Кудрявцев лихорадочно подбирал слова, надеясь, что он еще сумеет переубедить дочь.
— Поверь мне, Валя, — продолжал Кудрявцев, — мне, отцу, человеку, который в три раза старше тебя! Ты придумала себе все это. Понимаешь, придумала! Я не могу желать тебе плохого. У меня ничего не осталось в жизни, кроме тебя. Настанет день, и ты уйдешь от меня. Но я хочу, чтобы ты ушла с человеком, который достоин тебя…
— Он достоин! — воскликнула Валя.
— Нет! — крикнул Кудрявцев, делая резкий жест рукой. — Я больше не хочу слышать об этом! Тебе просто жалко этого неудачника. Он сам виноват во всех своих несчастьях. Мне достаточно было поговорить с ним полчаса, чтобы увидеть его насквозь. Он озлоблен, во всем ищет плохое, не любит нашу жизнь…
— Нет! — перебила его Валя. — Он любит нашу жизнь! Но он хочет, чтобы она стала лучше, еще лучше!
— Он нигилист! — с негодованием крикнул Кудрявцев. — Скажите пожалуйста! Молокосос! Он хочет, чтобы наша жизнь стала лучше! И ты всерьез это повторяешь?
— Я верю в Володю! Верю вопреки всему, что о нем говорят!
«Все напрасно, — сказал себе Кудрявцев. — Этот разговор ни к чему не приведет. Переубедить ее невозможно. Если не пресечь все это, она наделает глупостей. Потом я никогда не прощу себе, что не проявил характера».
— Ну вот что, Валя, — твердо сказал Кудрявцев. — Я перестал бы уважать себя, если бы не позаботился о судьбе единственной дочери. Я требую, чтобы ты прекратила всякие отношения с этим человеком. Ясно? Ты должна дать мне слово…
— Нет! — твердо сказала Валя. — Пойми меня, папа! — добавила она уже спокойнее. — Я не могу. Я должна увидеть его.
— Но он же в тюрьме!
— Пусть. Я пойду к следователю и буду просить…
— Ты… моя дочь, — задыхаясь, проговорил Кудрявцев, — будешь просить свидания с этим… уголовником?
— Я должна это сделать.
— Ты сделаешь это вопреки моей воле? — спросил Кудрявцев.
— Я должна увидеть Володю. Я хочу поговорить с ним. Они обвинили его в том, что он сбил человека и не оказал ему помощи. Я должна увидеться с ним. И я добьюсь этого. Обязательно добьюсь! — твердо повторила Валя.
— Хорошо, — глухо сказал Кудрявцев. — Я сам поговорю с прокурором. Увижу его во вторник на партийном активе. Попрошу разрешить тебе свидание. Знать, что моя дочь обивает пороги милиции…
Он безнадежно махнул рукой и вышел из комнаты.
Во вторник Валя с нетерпением ждала отца, чтобы узнать, чем окончился его разговор с прокурором.
Но Кудрявцев сказал, что прокурора на активе не было и что завтра он постарается договориться с ним по телефону.
На следующий день отец, уже не ожидая вопроса дочери, сказал, что много раз звонил прокурору, но не мог застать его на работе. Еще днем позже сказал, что видел прокурора, но только мельком и они условились поговорить завтра. Но и завтра, по словам отца, разговор не состоялся, так как прокурора срочно вызвали в район. Он твердо обещал вернуться на другой день. Однако он не вернулся ни на другой день, ни через два дня…

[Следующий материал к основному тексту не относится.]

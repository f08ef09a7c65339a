use std::sync::Arc;

use thiserror::Error;
use tracing::debug;

use super::{choose, Choice, PromptError, Prompter};
use crate::catalog::{BookCatalog, BookDetails, CatalogError};
use crate::history::{Collection, HistoryStore};

/// Which history collection to browse.
pub type HistoryKind = Collection;

/// Errors that end an interactive session step.
#[derive(Debug, Error)]
pub enum SessionError {
    #[error("keyword must not be empty")]
    EmptyKeyword,

    #[error(transparent)]
    Catalog(#[from] CatalogError),

    #[error(transparent)]
    Prompt(#[from] PromptError),
}

/// Result of one keyword search.
#[derive(Debug, Clone, PartialEq)]
pub enum SearchOutcome {
    NoResults,
    Selected(BookDetails),
}

/// Result of browsing the history.
#[derive(Debug, Clone, PartialEq)]
pub enum BrowseOutcome {
    /// The user chose "Exit" from the history menu.
    Exited,
    /// The chosen collection has no entries.
    Empty,
    /// A past keyword was searched again.
    Searched(SearchOutcome),
    /// A past selection's details were fetched again.
    Viewed(BookDetails),
}

/// Search-select-detail flow with history recording.
pub struct SearchSession {
    catalog: Arc<dyn BookCatalog>,
    history: Arc<HistoryStore>,
    limit: u32,
}

impl SearchSession {
    pub fn new(catalog: Arc<dyn BookCatalog>, history: Arc<HistoryStore>, limit: u32) -> Self {
        Self {
            catalog,
            history,
            limit,
        }
    }

    pub fn history(&self) -> &HistoryStore {
        &self.history
    }

    /// Search, let the user pick a result, and fetch its details.
    ///
    /// The keyword is recorded only when the search returns something; the
    /// selection is recorded as soon as it is picked.
    pub async fn search<P>(
        &self,
        keyword: &str,
        prompter: &mut P,
    ) -> Result<SearchOutcome, SessionError>
    where
        P: Prompter + ?Sized,
    {
        if keyword.is_empty() {
            return Err(SessionError::EmptyKeyword);
        }

        let results = self.catalog.search(keyword, self.limit, 0).await?;
        debug!("Search for {:?} returned {} results", keyword, results.len());
        if results.is_empty() {
            return Ok(SearchOutcome::NoResults);
        }

        self.history.record_keyword(Some(keyword));

        let choices = results
            .into_iter()
            .map(|r| Choice::new(r.display_label(), r))
            .collect();
        let picked = choose(prompter, "Select a book:", choices)?;

        self.history
            .record_selection(Some(picked.id.as_str()), Some(picked.source));

        let details = self
            .catalog
            .get_details(&picked.id, Some(picked.source))
            .await?;
        Ok(SearchOutcome::Selected(details))
    }

    /// Browse past keywords or selections.
    ///
    /// With no `kind`, the user first picks between keywords, selections
    /// and exit.
    pub async fn browse_history<P>(
        &self,
        kind: Option<HistoryKind>,
        prompter: &mut P,
    ) -> Result<BrowseOutcome, SessionError>
    where
        P: Prompter + ?Sized,
    {
        let kind = match kind {
            Some(kind) => kind,
            None => {
                let menu = vec![
                    Choice::new("Keywords", Some(Collection::Keywords)),
                    Choice::new("Selections", Some(Collection::Selections)),
                    Choice::new("Exit", None),
                ];
                match choose(prompter, "View search history:", menu)? {
                    Some(kind) => kind,
                    None => return Ok(BrowseOutcome::Exited),
                }
            }
        };

        let history = self.history.load_all().history;
        match kind {
            Collection::Keywords => {
                if history.keywords.is_empty() {
                    return Ok(BrowseOutcome::Empty);
                }
                let choices = history
                    .keywords
                    .into_iter()
                    .map(|k| Choice::new(k.as_str().to_string(), k))
                    .collect();
                let keyword = choose(prompter, "Select a keyword:", choices)?;
                let outcome = self.search(keyword.as_str(), prompter).await?;
                Ok(BrowseOutcome::Searched(outcome))
            }
            Collection::Selections => {
                if history.selections.is_empty() {
                    return Ok(BrowseOutcome::Empty);
                }
                let choices = history
                    .selections
                    .into_iter()
                    .map(|s| Choice::new(s.to_string(), s))
                    .collect();
                let selection = choose(prompter, "Select a book:", choices)?;
                let details = self
                    .catalog
                    .get_details(selection.id(), selection.source())
                    .await?;
                Ok(BrowseOutcome::Viewed(details))
            }
        }
    }
}
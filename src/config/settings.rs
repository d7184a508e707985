use super::{default_favorites_file, BACKEND_ENV, FAVORITES_FILE_ENV};
use crate::errors::{FavoritesError, Result};
use clap::ValueEnum;
use std::fmt;
use std::path::PathBuf;
use std::str::FromStr;

/// Which implementation talks to git
///
/// Defaults to the `git` executable. libgit2 rejects applying a stash while
/// the index has staged changes, which `git stash apply` allows.
#[derive(Debug, Clone, Copy, Default, PartialEq, Eq, ValueEnum)]
pub enum BackendKind {
    /// In-process libgit2
    Libgit2,
    /// The `git` executable on PATH
    #[default]
    Cli,
}

impl fmt::Display for BackendKind {
    fn fmt(&self, f: &mut fmt::Formatter<'_>) -> fmt::Result {
        match self {
            BackendKind::Libgit2 => write!(f, "libgit2"),
            BackendKind::Cli => write!(f, "cli"),
        }
    }
}

impl FromStr for BackendKind {
    type Err = FavoritesError;

    fn from_str(s: &str) -> Result<Self> {
        match s.trim().to_ascii_lowercase().as_str() {
            "libgit2" | "git2" => Ok(BackendKind::Libgit2),
            "cli" | "git" => Ok(BackendKind::Cli),
            other => Err(FavoritesError::config(format!(
                "Unknown backend '{other}'. Valid options: libgit2, cli"
            ))),
        }
    }
}

/// Per-process settings, resolved once at startup
#[derive(Debug, Clone, PartialEq)]
pub struct Settings {
    /// Where favorite flags are persisted
    pub favorites_file: PathBuf,
    /// Stash backend implementation
    pub backend: BackendKind,
    /// Directory to discover the repository from (current directory when unset)
    pub repo_path: Option<PathBuf>,
}

impl Settings {
    /// Resolve settings: explicit values win, then environment, then defaults
    pub fn resolve(
        favorites_file: Option<PathBuf>,
        backend: Option<BackendKind>,
        repo_path: Option<PathBuf>,
    ) -> Result<Self> {
        let favorites_file = match favorites_file {
            Some(path) => path,
            None => match env_value(FAVORITES_FILE_ENV) {
                Some(path) => PathBuf::from(path),
                None => default_favorites_file()?,
            },
        };

        let backend = match backend {
            Some(kind) => kind,
            None => match env_value(BACKEND_ENV) {
                Some(value) => value.parse()?,
                None => BackendKind::default(),
            },
        };

        let settings = Self {
            favorites_file,
            backend,
            repo_path,
        };
        tracing::debug!("Resolved settings: {settings:?}");
        Ok(settings)
    }
}

/// Non-empty environment variable value
fn env_value(key: &str) -> Option<String> {
    std::env::var(key).ok().filter(|v| !v.trim().is_empty())
}
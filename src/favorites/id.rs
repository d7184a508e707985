use crate::errors::{FavoritesError, Result};
use serde::{Serialize, Serializer};
use std::fmt;
use std::str::FromStr;

const PREFIX: &str = "stash@{";
const SUFFIX: &str = "}";

/// Ordinal identity of a stash, rendered as `stash@{N}`.
///
/// `N` is the position in the live stash list with 0 being the newest entry.
/// The identity is positional: popping or dropping an entry below it shifts
/// every later entry down by one, so the same id can name different content
/// across mutations.
#[derive(Debug, Clone, Copy, PartialEq, Eq, PartialOrd, Ord, Hash)]
pub struct StashId(usize);

impl StashId {
    pub fn new(ordinal: usize) -> Self {
        Self(ordinal)
    }

    pub fn ordinal(&self) -> usize {
        self.0
    }
}

impl fmt::Display for StashId {
    fn fmt(&self, f: &mut fmt::Formatter<'_>) -> fmt::Result {
        write!(f, "{PREFIX}{}{SUFFIX}", self.0)
    }
}

impl FromStr for StashId {
    type Err = FavoritesError;

    /// Accepts `stash@{N}` or, as git does, a bare `N`.
    fn from_str(s: &str) -> Result<Self> {
        let trimmed = s.trim();
        let digits = trimmed
            .strip_prefix(PREFIX)
            .and_then(|rest| rest.strip_suffix(SUFFIX))
            .unwrap_or(trimmed);

        if digits.is_empty() || !digits.bytes().all(|b| b.is_ascii_digit()) {
            return Err(FavoritesError::validation(format!(
                "Invalid stash ID '{s}' (expected e.g. stash@{{0}})"
            )));
        }

        digits
            .parse::<usize>()
            .map(StashId)
            .map_err(|e| FavoritesError::validation(format!("Invalid stash ID '{s}': {e}")))
    }
}

impl Serialize for StashId {
    fn serialize<S: Serializer>(&self, serializer: S) -> std::result::Result<S::Ok, S::Error> {
        serializer.collect_str(self)
    }
}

Когда отец сказал Вале об этом, она пошла в свою комнату, села на кровать и заплакала.
Она плакала тихо, уткнувшись в подушку, чтобы отец не слышал. Потом встала, вытерла слезы. «Хватит! — сказала она себе. — Слезами делу не поможешь. Володя столько времени сидит в тюрьме, не имея от меня ни одной весточки. Наверное, он думает, что я всему поверила. Отшатнулась. Бросила его…»
Боже мой, как она могла жить все эти дни в полном бездействии!
На другой день, в девять часов утра, Валя вошла в кабинет следователя Пивоварова.